Dans cet acte de passation de l’œuvre à l’autre, on se demande encore une fois quel est le rapport qui s’établit entre Duras lectrice de l’autre et son lecteur. Dans quelle mesure ce type d’écriture durassienne est-il considéré comme un « Duras par Duras » ? On ne sait pas si l’écrivain écrit ce type de préfaces de sa propre initiative ou bien si elles lui ont été demandées. Si la deuxième hypothèse était correcte, on pourrait penser à une certaine complicité entre elle et les auteurs des œuvres préfaciées, complicité qui pourrait avoir à l’origine la notoriété de l’écrivain. A lire une préface amicale de Marguerite Duras, on se rend compte d’abord que l’écrivain ne change pas de style. Elle garde sa manière propre de dire les choses, son phrasé habituel, empreint d’ « échos personnels » 303 . Tout en faisant référence à la parution du livre Rauque la ville, Duras dit qu’ « il est là comme un autre, enfermé comme un autre avec moi dans la chambre. Il est seul. Sans rapport aucun avec rien d’autre que lui seul, donc en rapport, de ce fait, avec le tout. » 304 L’écrivain personnifie le livre, ce qui nous fait penser à la présence physique de l’amant dans l’espace fermé d’une chambre d’hôtel ou autre, scène tellement familière dans les romans et les récits durassiens (à savoir dans L’Amant et La Maladie de la mort, pour n’en citer que deux : « Quelquefois vous marchez dans la chambre autour du lit ou le long des murs du côté de la mer » 305 ). L’article en question abonde d’ailleurs en images-thèmes qui reviennent toujours dans les écrits durassiens. Il s’agit des images de la mer, de la forêt, du mur, du sommeil auxquelles Duras renvoie lorsqu’elle parle de l’acte de lecture. En effet, lire, c’est pour Duras comme si on s’approchait de la forêt ou de la mer. Elle dit :

‘«Oui, le mot me vient, un mot vient, il est une immensité. […] Il faut avancer dans la lecture et tout à coup, la voici. On dirait l’approche de la forêt.
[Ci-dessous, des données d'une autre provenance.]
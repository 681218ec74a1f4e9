use thiserror::Error;

pub type Result<T> = std::result::Result<T, WordPressError>;

#[derive(Debug, Error)]
pub enum WordPressError {
    #[error("Network error: {0}")]
    Network(String),

    #[error("API error (status {status}): {message}")]
    Api { status: u16, message: String },

    #[error("Parse error: {0}")]
    Parse(String),

    #[error("Requested page is beyond the last available page")]
    PageOutOfRange,
}

impl From<reqwest::Error> for WordPressError {
    fn from(err: reqwest::Error) -> Self {
        WordPressError::Network(err.to_string())
    }
}

impl From<serde_json::Error> for WordPressError {
    fn from(err: serde_json::Error) -> Self {
        WordPressError::Parse(err.to_string())
    }
}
De la mer ? une forêt ? une mer ? qu’est-ce que c’est ? Où est-on ? […] On est là, dans la forme nouvelle de la nature, dans un lieu rendu à la nature, la ville infinie peuplée de transparences, de formes insaisissables non porteuses d’ombre, gigantesque amas de murs, de caches […] .» 306

Cette description ressemble aux descriptions de la nature de L’Homme atlantique, dont voici un exemple :

‘« Je dis, eh bien, je dis la mer, oui, ce mot, devant vous, ces murs devant la mer, ces disparitions successives […]. Ce que vous serez en train de voir là, la mer, les vitres, le mur, la mer derrière les vitres, les vitres dans les murs, vous ne l’aurez jamais vu, jamais regardé. » 307

Ce retour sur soi-même, ce refus de trahir son écriture entraîne un « détournement du texte de l’autre dans le sens d’une appropriation », comme le fait remarquer Dominique Denes :

‘« […] Marguerite Durasrevient à sa propre création, et tente, par-delà les différences de modes, dans l’essence commune à toute genèse, de se retrouver créant. A cette fin elle tire à elle l’œuvre de l’autre et la ramène à son propre univers personnel, à sa thématique récurrente, à son modèle et à son phrasé. » 308

Dans la préface intitulée « Les Ténèbres, d’Aki Kuroda », ce permanent retour aux thèmes préférés est encore plus visible : « Ici, aujourd’hui, ce qui se passe devant nous c’est la main d’Aki Kuroda, elle est le vent qui arrive sur le noir frais, encore liquide et plie comme il plierait le sable sous lui ou la surface de la mer. […] Kuroda est en avance sur le silence » 309 S’agit-il du même noir que la couleur de la chambre d’où l’écrivain regarde l’enfant aux yeux gris et la fille se promener « le long des pluies et des territoires ensoleillés » 310 qui bordent la mer dans L’été 80 ? Ce noir est-il de la même profondeur que celle des rochers noirs vers lesquels se dirigent les deux pour rejoindre la mer qui « est couleur de la nuit toute épaissie de noir profond » et dans laquelle « les enfants, […] ils vont tous se baigner » ? 311 La même remarque est à faire pour la préface « Au fond de la mer. Exposition de Marie-Pierre Thiébaut », où la mer, la forêt et les enfants nous font penser toujours à L’Eté 80 : « Où est-on ? Dans le fond de la mer ? […] Ici la combinaison matricielle est également forêt, forêt ouverte et mouvante que traversent les enfants. » 312 Duras s’adresse au lecteur de son œuvre plus qu’au lecteur de l’œuvre parrainée. Quelle que soit l’identité que Duras assume (journaliste, préfacier, écrivain), tout ce qui sort de sa plume s’appelle « du Duras ».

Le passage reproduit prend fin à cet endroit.